Read through the lines below for the string "StringType" and copy each one that has it.

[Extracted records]
================
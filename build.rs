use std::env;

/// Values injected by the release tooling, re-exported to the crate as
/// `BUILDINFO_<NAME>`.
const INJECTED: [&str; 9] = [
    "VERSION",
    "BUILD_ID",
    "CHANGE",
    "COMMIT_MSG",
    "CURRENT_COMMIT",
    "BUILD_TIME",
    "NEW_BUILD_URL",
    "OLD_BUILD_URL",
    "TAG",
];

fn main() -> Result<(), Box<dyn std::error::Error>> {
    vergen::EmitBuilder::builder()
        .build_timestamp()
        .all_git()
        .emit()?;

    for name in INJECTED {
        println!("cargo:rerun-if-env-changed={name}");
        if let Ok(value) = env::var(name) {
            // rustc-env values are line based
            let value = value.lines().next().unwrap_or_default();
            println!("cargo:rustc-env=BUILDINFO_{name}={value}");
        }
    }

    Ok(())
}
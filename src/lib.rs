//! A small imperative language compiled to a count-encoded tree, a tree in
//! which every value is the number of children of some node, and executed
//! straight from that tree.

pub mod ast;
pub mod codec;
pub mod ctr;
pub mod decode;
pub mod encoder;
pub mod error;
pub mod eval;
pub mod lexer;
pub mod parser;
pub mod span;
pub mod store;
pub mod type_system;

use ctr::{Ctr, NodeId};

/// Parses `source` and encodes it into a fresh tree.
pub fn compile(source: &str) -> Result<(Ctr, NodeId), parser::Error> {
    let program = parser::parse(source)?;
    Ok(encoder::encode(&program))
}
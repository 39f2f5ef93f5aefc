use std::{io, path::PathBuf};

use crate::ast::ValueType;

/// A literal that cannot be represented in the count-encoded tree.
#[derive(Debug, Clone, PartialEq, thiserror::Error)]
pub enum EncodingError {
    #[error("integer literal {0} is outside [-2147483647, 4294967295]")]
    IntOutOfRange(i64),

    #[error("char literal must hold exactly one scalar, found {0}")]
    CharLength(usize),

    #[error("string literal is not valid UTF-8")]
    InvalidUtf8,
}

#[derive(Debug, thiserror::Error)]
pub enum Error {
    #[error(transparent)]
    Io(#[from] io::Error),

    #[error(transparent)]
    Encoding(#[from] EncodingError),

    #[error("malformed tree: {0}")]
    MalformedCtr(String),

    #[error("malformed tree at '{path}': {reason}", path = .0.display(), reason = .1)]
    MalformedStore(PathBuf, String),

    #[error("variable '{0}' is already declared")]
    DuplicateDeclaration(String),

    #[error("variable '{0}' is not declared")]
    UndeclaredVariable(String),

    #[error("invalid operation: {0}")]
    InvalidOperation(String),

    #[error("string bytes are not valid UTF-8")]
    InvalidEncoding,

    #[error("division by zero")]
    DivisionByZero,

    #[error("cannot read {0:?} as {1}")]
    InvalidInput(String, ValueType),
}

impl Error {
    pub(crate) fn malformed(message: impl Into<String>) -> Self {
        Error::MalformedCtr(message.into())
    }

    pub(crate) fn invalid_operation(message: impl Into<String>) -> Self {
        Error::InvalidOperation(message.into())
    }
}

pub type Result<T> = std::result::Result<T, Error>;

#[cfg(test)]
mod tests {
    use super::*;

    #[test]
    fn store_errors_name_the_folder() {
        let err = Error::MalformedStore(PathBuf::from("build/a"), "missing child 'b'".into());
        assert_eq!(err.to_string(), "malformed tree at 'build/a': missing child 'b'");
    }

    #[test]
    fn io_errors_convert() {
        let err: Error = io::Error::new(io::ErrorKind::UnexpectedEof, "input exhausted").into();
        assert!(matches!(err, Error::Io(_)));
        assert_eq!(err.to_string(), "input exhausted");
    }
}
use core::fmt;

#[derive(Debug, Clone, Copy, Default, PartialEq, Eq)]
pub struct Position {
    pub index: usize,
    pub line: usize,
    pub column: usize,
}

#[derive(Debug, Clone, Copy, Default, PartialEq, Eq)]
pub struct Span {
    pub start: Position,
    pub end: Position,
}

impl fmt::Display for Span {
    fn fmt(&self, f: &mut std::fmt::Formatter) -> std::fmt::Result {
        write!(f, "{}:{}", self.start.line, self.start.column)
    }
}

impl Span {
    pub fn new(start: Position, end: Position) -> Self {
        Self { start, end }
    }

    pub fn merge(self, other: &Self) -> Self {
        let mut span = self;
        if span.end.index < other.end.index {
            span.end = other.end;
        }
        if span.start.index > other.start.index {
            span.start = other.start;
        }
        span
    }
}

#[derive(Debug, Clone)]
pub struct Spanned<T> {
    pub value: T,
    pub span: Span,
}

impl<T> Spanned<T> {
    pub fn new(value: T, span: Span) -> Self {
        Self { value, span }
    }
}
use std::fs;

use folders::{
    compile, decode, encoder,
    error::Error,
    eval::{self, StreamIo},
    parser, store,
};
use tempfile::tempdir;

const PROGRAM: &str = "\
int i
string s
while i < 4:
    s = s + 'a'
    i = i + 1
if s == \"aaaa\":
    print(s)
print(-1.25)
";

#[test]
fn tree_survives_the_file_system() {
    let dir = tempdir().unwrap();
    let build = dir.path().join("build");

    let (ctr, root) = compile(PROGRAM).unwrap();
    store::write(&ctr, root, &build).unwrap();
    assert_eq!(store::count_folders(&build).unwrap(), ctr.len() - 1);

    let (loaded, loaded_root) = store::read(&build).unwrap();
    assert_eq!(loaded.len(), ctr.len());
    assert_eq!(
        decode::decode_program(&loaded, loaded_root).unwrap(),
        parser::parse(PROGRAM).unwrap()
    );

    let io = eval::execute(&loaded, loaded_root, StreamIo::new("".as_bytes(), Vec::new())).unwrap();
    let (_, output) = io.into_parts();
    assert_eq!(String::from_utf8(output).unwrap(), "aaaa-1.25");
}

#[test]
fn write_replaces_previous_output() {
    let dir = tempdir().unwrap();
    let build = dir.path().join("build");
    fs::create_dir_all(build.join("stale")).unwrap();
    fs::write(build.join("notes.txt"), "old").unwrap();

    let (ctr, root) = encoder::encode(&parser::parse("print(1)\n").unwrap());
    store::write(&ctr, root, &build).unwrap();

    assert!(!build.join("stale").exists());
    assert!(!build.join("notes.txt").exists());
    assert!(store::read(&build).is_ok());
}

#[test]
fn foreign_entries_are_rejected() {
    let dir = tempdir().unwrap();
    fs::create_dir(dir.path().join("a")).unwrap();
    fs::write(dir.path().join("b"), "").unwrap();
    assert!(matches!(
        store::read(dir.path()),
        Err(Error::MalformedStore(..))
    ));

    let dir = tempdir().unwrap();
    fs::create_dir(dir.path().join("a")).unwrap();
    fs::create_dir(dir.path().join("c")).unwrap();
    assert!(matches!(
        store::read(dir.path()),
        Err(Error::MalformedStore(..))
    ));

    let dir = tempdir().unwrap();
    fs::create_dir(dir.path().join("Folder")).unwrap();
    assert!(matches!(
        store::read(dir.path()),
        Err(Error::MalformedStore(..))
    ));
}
================
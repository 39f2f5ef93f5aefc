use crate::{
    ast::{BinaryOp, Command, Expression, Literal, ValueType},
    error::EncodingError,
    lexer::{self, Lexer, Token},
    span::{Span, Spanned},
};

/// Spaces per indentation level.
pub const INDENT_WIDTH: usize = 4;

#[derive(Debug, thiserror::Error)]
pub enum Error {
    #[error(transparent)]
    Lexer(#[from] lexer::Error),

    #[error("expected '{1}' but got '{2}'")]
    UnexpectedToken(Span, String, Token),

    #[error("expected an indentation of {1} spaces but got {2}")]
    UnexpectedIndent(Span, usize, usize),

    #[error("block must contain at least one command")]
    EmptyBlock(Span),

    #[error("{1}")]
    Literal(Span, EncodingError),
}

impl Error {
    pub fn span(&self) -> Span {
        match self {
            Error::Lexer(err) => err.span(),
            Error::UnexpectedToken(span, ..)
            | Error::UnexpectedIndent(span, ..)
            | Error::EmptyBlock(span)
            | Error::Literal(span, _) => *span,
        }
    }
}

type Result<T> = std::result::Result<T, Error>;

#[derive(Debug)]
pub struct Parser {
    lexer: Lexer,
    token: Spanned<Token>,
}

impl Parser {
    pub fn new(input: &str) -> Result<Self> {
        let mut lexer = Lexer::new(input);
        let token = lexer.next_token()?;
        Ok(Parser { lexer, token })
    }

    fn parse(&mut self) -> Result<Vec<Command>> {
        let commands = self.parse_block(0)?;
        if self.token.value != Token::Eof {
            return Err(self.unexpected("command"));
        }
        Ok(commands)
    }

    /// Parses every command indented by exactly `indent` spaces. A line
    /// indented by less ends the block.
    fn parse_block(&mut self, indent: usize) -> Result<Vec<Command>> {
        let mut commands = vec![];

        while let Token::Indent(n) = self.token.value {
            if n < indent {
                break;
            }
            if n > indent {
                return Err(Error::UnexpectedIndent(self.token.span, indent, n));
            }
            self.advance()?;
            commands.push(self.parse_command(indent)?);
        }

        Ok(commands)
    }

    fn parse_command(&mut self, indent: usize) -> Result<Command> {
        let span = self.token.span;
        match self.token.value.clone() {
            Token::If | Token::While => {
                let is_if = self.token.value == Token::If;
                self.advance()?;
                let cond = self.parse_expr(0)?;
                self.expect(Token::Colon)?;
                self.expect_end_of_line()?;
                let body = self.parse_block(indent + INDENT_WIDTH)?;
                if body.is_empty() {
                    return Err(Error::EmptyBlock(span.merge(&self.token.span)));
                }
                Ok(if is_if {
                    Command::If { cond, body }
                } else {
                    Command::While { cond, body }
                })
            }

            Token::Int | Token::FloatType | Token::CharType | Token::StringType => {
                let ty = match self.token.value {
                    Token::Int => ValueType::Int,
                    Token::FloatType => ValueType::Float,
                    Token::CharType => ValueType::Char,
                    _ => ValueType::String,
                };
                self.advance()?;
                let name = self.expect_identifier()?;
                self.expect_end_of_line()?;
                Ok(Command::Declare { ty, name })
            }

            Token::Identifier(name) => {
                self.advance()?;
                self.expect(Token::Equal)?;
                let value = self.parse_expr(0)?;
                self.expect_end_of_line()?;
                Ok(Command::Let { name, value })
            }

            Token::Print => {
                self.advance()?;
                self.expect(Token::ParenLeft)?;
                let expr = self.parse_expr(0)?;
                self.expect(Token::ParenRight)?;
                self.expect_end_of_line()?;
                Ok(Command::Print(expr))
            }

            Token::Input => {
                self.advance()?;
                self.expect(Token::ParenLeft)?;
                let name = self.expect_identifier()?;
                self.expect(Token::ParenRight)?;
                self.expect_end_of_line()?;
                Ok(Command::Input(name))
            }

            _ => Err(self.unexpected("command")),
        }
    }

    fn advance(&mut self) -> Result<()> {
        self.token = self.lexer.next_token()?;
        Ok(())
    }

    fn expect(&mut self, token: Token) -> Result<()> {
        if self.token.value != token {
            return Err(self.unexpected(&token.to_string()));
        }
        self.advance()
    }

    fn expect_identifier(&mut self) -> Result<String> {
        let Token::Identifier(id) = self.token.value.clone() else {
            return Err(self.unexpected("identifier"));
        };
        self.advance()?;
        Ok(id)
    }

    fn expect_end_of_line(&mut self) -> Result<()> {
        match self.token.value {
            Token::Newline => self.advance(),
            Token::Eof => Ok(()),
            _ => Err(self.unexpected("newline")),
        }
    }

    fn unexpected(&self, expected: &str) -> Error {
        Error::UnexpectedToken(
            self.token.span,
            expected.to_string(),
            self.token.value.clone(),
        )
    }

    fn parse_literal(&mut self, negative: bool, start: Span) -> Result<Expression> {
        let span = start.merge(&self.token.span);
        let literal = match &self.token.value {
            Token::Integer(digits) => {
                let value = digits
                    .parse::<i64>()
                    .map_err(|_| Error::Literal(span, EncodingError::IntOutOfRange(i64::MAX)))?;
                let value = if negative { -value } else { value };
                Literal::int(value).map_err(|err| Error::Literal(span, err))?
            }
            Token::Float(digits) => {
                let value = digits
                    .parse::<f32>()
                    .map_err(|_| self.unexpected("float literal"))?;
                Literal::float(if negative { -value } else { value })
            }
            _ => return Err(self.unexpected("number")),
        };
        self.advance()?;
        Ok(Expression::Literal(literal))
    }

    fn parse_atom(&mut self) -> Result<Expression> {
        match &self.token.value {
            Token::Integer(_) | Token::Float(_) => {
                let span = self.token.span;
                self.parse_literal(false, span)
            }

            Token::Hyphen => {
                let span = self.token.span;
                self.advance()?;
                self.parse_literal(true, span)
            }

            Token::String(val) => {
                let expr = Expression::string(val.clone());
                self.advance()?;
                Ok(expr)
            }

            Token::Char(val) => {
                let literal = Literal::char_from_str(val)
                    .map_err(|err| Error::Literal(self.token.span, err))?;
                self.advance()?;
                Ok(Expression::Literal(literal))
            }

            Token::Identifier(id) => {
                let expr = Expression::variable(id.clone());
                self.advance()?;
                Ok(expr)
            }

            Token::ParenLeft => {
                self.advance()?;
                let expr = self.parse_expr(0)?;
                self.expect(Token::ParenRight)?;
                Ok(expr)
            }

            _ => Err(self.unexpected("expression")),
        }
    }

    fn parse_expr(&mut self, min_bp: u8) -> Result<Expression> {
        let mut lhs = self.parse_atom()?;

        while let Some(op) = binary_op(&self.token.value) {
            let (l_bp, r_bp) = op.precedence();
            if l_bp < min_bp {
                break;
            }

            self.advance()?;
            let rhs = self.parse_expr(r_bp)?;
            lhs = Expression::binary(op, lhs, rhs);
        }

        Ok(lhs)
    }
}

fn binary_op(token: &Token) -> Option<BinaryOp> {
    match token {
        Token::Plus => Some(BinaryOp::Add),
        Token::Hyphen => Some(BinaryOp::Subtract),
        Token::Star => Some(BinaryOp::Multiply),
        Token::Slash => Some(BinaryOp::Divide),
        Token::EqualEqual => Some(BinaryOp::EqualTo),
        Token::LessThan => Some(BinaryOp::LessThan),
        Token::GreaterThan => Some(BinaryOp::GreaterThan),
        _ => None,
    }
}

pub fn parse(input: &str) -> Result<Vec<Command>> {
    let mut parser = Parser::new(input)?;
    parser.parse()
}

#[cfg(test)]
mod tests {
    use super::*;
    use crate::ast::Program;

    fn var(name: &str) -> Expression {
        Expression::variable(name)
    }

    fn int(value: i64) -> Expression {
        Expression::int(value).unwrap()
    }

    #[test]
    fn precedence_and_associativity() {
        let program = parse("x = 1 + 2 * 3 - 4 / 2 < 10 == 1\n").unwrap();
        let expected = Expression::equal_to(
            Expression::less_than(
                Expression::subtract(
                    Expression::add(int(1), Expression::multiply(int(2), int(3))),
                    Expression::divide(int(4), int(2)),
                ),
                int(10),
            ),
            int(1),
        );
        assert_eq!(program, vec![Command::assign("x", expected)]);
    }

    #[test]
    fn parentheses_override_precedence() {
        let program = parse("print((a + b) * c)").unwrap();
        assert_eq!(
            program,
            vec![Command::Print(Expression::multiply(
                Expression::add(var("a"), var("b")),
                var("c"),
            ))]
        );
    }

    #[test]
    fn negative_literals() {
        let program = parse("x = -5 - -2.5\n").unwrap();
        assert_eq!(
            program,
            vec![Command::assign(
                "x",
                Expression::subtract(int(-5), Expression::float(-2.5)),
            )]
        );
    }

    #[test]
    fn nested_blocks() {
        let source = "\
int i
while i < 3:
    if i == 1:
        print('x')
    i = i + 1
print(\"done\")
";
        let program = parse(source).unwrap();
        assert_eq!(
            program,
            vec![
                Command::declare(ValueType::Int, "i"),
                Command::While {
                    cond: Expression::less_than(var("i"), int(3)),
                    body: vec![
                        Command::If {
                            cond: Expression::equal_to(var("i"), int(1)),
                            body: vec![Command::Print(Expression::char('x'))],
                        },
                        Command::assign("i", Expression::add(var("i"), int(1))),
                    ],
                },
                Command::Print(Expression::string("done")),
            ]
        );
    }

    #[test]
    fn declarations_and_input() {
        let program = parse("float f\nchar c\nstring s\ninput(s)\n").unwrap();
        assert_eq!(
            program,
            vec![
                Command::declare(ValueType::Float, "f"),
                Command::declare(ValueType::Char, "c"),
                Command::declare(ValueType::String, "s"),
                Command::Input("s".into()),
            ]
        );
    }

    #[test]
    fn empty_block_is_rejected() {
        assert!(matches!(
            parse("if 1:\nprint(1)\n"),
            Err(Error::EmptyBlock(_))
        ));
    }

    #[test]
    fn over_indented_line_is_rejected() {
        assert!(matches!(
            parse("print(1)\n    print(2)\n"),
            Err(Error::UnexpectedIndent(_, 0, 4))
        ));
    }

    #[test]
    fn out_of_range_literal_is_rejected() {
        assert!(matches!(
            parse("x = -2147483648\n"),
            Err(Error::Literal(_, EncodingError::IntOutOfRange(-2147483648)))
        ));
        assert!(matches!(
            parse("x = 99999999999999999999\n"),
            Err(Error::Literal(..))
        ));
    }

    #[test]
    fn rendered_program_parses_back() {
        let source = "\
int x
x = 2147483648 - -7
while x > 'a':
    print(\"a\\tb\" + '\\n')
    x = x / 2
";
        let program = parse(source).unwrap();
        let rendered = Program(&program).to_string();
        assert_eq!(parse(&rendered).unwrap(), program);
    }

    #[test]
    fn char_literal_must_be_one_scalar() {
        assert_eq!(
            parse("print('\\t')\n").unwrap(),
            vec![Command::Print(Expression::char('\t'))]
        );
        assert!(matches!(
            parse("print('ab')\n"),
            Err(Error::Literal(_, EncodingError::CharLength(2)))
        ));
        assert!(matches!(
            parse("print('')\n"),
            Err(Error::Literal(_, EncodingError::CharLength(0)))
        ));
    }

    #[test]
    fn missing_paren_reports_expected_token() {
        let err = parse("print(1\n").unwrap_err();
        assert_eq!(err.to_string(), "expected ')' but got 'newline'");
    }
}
================
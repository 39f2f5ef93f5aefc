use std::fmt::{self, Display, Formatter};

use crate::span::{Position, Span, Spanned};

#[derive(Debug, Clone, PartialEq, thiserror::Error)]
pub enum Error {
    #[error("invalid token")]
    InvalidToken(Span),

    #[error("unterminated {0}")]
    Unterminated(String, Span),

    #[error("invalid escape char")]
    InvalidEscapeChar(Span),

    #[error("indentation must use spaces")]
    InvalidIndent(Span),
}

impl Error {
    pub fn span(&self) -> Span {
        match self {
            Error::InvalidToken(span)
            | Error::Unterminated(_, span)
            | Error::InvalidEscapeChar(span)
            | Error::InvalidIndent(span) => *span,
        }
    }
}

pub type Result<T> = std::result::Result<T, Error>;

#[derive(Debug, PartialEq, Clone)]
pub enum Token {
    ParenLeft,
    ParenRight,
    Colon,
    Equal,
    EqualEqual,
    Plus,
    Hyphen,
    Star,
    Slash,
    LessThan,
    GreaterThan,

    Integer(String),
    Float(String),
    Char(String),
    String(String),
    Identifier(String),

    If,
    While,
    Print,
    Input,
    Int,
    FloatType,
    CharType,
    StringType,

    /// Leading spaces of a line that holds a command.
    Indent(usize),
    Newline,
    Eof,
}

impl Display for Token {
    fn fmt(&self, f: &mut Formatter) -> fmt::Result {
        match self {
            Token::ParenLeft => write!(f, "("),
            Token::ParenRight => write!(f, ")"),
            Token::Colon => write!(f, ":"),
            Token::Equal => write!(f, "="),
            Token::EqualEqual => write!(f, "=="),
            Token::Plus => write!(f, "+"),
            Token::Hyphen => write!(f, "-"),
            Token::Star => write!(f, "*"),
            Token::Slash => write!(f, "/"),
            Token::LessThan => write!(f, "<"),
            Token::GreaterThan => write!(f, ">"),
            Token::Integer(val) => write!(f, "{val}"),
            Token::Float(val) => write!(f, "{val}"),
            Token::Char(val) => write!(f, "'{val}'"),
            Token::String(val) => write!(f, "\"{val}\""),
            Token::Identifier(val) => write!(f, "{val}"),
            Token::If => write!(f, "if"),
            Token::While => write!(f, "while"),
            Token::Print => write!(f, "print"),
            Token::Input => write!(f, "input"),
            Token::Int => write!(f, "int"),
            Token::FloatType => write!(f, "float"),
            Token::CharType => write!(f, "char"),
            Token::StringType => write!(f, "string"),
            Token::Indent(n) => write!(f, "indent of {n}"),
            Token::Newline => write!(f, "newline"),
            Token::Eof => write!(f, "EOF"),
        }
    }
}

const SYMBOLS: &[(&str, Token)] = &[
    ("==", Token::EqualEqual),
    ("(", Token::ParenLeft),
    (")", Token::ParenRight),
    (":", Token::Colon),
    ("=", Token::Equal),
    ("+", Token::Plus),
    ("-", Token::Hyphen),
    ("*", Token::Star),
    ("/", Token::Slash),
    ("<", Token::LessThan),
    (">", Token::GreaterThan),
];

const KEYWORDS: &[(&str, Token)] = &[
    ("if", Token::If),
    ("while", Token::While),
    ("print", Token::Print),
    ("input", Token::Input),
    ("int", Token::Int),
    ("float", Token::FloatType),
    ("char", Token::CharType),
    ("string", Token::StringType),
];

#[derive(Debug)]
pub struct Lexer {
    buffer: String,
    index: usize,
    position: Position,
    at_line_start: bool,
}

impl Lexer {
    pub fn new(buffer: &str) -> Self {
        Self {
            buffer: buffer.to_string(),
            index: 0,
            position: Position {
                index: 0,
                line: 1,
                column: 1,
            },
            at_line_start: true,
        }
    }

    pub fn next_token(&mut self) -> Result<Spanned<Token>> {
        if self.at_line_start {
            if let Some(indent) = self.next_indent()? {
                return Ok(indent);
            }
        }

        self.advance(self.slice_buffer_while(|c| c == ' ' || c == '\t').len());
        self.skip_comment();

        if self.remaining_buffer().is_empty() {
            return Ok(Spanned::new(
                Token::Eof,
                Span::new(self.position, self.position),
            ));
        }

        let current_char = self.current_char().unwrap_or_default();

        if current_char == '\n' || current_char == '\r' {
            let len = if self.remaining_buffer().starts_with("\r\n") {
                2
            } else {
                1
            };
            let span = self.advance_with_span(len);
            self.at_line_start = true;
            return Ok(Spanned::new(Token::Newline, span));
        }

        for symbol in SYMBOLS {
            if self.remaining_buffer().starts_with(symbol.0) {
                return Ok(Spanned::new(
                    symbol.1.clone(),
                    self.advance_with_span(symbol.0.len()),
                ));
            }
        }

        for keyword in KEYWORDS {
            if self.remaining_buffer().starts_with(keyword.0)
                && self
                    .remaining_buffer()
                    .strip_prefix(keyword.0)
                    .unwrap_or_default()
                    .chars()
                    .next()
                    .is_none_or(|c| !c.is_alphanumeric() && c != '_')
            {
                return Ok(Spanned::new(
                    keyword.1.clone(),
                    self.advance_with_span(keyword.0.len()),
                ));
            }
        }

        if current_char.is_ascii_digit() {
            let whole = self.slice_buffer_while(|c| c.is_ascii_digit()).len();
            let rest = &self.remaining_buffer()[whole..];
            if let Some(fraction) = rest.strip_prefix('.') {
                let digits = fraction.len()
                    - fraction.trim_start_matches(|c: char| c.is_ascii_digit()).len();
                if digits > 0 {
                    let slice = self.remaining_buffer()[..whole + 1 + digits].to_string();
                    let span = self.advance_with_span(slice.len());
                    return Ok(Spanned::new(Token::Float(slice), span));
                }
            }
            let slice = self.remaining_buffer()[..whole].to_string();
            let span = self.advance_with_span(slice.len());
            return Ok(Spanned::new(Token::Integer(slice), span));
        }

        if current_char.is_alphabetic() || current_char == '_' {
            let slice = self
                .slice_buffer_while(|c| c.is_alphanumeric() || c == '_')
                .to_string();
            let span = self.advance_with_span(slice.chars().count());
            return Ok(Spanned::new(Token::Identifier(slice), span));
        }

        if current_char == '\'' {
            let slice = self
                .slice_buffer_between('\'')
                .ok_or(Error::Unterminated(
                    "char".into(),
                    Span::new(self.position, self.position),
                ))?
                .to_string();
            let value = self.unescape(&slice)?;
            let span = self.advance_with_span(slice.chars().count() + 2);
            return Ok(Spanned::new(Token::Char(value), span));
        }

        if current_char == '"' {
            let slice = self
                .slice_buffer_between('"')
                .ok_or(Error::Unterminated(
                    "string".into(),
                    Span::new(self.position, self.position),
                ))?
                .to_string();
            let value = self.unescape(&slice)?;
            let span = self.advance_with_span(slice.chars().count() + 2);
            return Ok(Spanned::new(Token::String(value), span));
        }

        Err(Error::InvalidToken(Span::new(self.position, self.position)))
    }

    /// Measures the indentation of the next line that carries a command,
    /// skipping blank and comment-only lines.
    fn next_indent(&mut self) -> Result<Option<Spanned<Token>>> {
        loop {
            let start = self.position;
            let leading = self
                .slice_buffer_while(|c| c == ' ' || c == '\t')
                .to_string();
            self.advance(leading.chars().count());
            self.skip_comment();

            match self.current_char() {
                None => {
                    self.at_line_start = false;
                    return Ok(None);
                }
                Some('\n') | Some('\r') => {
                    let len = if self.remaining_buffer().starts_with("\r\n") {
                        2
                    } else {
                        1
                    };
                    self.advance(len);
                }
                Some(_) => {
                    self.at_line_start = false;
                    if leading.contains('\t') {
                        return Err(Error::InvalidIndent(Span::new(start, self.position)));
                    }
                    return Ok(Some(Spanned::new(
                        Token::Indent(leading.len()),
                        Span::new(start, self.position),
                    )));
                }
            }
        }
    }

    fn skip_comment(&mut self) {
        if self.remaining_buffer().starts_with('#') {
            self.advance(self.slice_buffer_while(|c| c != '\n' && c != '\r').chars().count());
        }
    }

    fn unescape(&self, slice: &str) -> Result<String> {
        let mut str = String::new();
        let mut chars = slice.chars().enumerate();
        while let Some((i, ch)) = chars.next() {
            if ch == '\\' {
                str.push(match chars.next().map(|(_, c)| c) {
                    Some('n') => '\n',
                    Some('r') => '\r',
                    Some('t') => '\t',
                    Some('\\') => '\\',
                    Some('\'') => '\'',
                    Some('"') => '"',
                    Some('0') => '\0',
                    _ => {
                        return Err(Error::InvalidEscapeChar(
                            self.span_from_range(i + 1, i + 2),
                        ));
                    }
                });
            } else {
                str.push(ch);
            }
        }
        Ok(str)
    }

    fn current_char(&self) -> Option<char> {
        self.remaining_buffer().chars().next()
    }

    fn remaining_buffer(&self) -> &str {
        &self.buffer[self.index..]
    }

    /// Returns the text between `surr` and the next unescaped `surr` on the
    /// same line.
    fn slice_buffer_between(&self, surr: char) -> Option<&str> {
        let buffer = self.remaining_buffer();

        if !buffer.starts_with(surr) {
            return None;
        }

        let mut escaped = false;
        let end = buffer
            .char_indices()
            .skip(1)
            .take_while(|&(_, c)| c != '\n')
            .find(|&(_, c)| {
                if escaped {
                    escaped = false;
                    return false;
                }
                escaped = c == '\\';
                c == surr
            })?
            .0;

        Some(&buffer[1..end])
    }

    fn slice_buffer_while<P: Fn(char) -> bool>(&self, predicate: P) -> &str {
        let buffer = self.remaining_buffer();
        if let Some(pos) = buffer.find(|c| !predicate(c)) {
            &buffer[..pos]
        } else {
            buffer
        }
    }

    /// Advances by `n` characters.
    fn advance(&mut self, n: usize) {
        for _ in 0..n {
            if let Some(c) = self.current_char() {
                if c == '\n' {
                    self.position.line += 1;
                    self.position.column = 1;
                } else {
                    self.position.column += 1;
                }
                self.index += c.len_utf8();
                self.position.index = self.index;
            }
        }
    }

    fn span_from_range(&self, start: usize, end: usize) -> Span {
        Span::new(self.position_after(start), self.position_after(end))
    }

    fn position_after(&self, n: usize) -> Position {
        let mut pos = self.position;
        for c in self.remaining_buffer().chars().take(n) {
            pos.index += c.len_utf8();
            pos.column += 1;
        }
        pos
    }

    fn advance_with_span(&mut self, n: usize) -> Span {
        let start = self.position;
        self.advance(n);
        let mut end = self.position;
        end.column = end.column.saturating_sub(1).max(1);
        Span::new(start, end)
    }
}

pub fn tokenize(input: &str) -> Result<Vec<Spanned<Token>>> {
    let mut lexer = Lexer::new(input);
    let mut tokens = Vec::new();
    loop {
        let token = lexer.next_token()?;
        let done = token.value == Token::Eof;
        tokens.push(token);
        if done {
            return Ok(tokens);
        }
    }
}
================
## [Exercise result]
            Token::Int | Token::FloatType | Token::CharType | Token::StringType => {
    StringType,
            Token::StringType => write!(f, "string"),
    ("string", Token::StringType),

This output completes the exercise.